== REQUIRED WORK ==
For each line below that contains the word "true", make a copy.
----------------------------------------
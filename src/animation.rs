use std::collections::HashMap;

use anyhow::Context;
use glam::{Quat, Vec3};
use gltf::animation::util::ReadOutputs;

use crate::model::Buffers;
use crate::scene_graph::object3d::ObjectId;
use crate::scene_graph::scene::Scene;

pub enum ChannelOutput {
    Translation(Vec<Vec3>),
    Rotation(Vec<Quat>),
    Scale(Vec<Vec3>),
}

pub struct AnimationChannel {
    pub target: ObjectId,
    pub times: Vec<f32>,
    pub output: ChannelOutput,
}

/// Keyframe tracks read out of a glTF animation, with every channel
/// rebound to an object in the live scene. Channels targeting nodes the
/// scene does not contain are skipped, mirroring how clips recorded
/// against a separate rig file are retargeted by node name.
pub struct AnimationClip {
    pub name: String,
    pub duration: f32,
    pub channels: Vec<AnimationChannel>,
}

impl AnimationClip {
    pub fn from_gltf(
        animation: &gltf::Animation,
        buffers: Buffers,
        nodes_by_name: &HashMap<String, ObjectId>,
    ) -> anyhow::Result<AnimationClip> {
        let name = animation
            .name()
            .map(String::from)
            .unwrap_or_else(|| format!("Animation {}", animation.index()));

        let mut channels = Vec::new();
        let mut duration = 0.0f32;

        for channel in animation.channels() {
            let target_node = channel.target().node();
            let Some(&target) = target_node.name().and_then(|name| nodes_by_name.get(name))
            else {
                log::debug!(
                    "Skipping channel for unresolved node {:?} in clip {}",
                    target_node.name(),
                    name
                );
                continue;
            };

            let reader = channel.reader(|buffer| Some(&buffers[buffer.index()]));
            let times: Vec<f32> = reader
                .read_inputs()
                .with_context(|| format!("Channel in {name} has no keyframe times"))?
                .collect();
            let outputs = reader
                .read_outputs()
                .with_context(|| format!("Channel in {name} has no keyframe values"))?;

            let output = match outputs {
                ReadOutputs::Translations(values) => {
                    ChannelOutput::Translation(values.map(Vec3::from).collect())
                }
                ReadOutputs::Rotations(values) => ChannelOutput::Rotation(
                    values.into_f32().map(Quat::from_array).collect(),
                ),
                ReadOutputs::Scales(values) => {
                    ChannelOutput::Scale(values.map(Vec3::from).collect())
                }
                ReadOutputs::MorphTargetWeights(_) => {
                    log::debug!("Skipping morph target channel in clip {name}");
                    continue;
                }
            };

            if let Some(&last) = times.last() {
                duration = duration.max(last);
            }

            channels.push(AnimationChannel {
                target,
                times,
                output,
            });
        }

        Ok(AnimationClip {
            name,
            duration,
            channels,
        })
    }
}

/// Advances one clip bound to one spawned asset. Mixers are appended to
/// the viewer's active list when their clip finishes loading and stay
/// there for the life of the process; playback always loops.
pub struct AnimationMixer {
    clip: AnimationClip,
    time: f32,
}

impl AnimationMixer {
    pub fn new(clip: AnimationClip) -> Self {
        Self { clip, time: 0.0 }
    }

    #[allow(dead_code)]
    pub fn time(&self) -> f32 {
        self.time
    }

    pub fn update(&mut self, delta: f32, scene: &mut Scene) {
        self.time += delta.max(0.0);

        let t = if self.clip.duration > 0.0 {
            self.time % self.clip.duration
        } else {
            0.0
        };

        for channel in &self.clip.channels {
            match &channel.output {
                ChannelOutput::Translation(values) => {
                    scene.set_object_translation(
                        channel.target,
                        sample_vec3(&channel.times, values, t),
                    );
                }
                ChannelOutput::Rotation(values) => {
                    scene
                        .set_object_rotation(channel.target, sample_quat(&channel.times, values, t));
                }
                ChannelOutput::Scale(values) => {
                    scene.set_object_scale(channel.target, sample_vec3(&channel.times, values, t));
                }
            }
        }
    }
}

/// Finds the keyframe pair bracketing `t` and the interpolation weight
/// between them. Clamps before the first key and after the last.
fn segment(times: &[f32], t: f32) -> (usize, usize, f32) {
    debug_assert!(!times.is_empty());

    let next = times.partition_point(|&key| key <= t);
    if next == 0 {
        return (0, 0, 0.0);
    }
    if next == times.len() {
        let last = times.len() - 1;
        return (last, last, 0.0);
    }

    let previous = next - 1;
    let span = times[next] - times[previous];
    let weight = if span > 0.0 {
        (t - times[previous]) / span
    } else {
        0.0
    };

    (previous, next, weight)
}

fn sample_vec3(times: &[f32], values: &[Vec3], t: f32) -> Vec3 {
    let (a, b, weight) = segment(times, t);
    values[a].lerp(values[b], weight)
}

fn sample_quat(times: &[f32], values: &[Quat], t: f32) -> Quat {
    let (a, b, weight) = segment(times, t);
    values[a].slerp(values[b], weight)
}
----------------------------------------
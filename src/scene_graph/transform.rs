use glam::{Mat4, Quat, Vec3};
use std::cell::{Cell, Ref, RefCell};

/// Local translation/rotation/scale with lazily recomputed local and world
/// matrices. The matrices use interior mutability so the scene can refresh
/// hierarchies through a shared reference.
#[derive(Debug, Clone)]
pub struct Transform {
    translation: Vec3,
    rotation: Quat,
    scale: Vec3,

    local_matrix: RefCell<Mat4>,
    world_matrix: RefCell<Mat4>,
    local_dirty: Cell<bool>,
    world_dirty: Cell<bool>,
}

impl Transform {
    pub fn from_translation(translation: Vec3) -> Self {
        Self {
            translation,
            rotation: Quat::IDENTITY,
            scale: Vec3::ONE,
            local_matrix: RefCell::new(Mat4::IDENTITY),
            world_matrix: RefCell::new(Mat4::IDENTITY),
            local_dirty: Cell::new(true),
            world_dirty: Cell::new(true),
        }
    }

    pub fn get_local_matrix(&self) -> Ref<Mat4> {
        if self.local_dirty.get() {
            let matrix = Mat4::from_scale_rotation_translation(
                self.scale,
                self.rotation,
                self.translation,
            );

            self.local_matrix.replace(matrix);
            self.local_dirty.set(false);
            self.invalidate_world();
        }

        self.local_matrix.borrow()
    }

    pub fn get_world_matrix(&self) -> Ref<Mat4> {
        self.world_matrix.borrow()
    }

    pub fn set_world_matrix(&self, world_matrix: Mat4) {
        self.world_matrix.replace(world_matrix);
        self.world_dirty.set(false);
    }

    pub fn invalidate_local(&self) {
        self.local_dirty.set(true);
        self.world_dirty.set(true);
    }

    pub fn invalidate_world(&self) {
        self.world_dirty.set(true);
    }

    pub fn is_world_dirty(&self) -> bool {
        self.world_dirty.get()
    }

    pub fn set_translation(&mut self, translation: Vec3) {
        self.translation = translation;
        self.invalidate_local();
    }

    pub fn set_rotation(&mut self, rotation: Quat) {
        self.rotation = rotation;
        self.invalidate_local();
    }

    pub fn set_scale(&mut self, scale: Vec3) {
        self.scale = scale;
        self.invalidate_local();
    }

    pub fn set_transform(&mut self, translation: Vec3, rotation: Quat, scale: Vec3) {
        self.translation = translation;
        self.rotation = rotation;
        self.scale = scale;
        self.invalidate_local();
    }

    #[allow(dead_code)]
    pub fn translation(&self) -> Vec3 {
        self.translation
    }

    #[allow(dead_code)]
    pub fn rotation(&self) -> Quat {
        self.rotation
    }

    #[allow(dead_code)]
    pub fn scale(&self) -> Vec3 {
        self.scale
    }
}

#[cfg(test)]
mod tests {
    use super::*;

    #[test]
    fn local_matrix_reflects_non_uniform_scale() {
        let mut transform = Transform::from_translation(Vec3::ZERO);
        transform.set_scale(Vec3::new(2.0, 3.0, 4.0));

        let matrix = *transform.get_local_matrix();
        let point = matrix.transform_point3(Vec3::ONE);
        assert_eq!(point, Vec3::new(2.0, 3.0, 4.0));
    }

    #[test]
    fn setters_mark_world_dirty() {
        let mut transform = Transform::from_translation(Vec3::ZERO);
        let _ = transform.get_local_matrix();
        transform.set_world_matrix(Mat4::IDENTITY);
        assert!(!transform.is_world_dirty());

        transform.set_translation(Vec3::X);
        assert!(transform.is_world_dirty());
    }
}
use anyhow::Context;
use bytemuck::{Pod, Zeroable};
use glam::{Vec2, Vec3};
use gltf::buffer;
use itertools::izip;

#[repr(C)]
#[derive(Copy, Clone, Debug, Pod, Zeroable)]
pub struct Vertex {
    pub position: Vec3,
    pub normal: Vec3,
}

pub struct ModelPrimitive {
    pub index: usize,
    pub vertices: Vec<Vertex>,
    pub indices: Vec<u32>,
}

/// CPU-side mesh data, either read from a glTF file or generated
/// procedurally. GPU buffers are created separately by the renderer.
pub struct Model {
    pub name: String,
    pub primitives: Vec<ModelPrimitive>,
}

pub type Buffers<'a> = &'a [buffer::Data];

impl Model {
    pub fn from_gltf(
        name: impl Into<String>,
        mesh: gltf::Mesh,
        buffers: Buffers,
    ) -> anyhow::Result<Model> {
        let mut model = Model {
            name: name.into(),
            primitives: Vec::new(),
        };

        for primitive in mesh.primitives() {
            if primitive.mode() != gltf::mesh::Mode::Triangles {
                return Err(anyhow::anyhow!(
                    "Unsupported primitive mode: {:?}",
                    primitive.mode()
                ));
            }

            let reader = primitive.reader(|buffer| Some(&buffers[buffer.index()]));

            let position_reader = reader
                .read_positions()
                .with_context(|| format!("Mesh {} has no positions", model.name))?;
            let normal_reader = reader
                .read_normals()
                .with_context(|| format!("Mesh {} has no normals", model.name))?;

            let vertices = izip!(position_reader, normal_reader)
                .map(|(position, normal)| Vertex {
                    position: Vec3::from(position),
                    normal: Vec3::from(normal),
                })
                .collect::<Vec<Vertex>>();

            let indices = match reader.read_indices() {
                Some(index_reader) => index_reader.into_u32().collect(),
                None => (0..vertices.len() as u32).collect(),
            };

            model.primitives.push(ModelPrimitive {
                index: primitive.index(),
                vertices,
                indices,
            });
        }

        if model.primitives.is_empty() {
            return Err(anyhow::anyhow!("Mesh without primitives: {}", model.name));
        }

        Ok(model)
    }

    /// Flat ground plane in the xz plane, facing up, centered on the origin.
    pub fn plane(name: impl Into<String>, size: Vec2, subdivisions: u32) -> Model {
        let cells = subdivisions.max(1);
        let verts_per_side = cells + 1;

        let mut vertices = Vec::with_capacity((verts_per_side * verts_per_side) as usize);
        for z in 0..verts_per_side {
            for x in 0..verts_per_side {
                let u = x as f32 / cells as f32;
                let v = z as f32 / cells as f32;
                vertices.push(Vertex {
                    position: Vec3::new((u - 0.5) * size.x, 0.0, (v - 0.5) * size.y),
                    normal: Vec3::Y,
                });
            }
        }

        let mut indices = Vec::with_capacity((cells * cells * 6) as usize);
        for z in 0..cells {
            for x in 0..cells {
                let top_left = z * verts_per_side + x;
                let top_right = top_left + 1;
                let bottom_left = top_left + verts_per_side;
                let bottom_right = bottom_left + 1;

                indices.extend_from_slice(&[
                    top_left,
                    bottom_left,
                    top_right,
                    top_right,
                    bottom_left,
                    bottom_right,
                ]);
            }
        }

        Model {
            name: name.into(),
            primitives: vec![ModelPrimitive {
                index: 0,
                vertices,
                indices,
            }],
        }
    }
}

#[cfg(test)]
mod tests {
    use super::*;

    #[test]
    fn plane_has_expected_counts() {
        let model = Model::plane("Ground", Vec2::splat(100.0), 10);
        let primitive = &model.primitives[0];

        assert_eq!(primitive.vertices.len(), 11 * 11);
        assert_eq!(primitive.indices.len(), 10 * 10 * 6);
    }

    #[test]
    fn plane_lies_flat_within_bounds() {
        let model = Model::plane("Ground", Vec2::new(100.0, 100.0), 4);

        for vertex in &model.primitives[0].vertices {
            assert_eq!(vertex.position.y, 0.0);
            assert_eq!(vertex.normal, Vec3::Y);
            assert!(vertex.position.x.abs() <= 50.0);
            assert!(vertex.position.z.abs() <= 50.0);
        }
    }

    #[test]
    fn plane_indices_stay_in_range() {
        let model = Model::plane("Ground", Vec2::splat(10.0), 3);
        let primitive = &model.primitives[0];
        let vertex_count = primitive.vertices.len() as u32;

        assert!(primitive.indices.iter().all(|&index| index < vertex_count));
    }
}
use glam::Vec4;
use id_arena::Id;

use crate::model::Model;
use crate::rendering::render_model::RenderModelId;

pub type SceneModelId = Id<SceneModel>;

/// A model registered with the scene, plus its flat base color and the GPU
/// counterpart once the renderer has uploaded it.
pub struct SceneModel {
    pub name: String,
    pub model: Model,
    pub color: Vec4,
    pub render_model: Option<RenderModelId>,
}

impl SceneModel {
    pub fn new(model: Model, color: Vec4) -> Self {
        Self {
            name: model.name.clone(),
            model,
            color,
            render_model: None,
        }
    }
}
----------------------------------------
== RESULT OF THE TASK ==
            local_dirty: Cell::new(true),
            world_dirty: Cell::new(true),
        self.local_dirty.set(true);
        self.world_dirty.set(true);
        self.world_dirty.set(true);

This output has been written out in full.